Social Media Versus Social Business

Some confusion seems to remain within businesses about the difference between employing social media for marketing, awareness and outreach, and developing a business-wide social strategy that includes the adoption of collaboration and social tools internally. As a result, social business remains a fertile ground for growth, as shown by Vanessa DiMauro's summary notes for the Leader Networks 2014 Social Business Benchmark Study.
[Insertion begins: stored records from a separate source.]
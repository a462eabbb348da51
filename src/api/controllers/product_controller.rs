use axum::Json;
use axum::extract::{Path, State};
use axum::http::StatusCode;
use axum::response::IntoResponse;
use crate::api::errors::APIErrors;
use crate::api::extractors::JsonBody;
use crate::api::request::{CreateProductRequest, UpdateProductRequest};
use crate::api::response::{CreatedResponse, MessageResponse, ProductResponse};
use crate::api::state::AppState;
use crate::data::models::product::{NewProduct, UpdateProduct};
use crate::data::repos::traits::store::Store;
use crate::security::jwt::AccessClaims;

/// List every product
pub async fn get_all_products<S: Store>(
    State(state): State<AppState<S>>,
) -> Result<impl IntoResponse, APIErrors> {
    let products = state.products.get_all_products().await?;

    let response: Vec<ProductResponse> =
        products.into_iter().map(ProductResponse::from).collect();

    Ok(Json(response))
}

/// Get product by ID
pub async fn get_product_by_id<S: Store>(
    State(state): State<AppState<S>>,
    Path(product_id): Path<i32>,
) -> Result<impl IntoResponse, APIErrors> {
    let product = state.products.get_product_by_id(product_id).await?;

    Ok(Json(ProductResponse::from(product)))
}

/// Create a product (admin)
pub async fn create_product<S: Store>(
    State(state): State<AppState<S>>,
    claims: AccessClaims,
    JsonBody(payload): JsonBody<CreateProductRequest>,
) -> Result<impl IntoResponse, APIErrors> {
    let product_id = state
        .products
        .create_product(claims.role, NewProduct::from(payload))
        .await?;

    Ok((
        StatusCode::CREATED,
        Json(CreatedResponse {
            message: "Product created".into(),
            id: product_id,
        }),
    ))
}

/// Update a product (admin)
pub async fn update_product<S: Store>(
    State(state): State<AppState<S>>,
    claims: AccessClaims,
    Path(product_id): Path<i32>,
    JsonBody(payload): JsonBody<UpdateProductRequest>,
) -> Result<impl IntoResponse, APIErrors> {
    state
        .products
        .update_product(claims.role, product_id, UpdateProduct::from(payload))
        .await?;

    Ok(Json(MessageResponse {
        message: "Product updated".into(),
    }))
}

/// Delete a product (admin); refused while orders reference it
pub async fn delete_product<S: Store>(
    State(state): State<AppState<S>>,
    claims: AccessClaims,
    Path(product_id): Path<i32>,
) -> Result<impl IntoResponse, APIErrors> {
    state
        .products
        .delete_product(claims.role, product_id)
        .await?;

    Ok(Json(MessageResponse {
        message: "Product deleted".into(),
    }))
}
The summary emphasizes the lack of internal social tool adoption. The results showed that only one in 25 businesses surveyed had robust social strategies, with social activities and the associated metrics divorced from any measurements of impact to organizational behavior. The strategic leadership for social media falls to marketing half of the time, but the same department is typically not responsible for setting the overall social business direction. The opportunity for internal social tool growth is significant, with the majority of survey respondents reporting the use of social media for external outreach but only 37 percent reporting a functional intranet.

Coherent Strategy

Midsize businesses moving towards social transformation can achieve that goal faster than their larger competition by developing a social strategy to target business-wide adoption rather than staged rollouts. The development of a coherent social business strategy is more than directing the IT department to provide additional communication technologies. Instead, it focuses on employing social tools that augment or even replace the existing core business processes. With a narrower focus than larger, diverse businesses, a midsize business is positioned to create a social strategy that drives successful business change.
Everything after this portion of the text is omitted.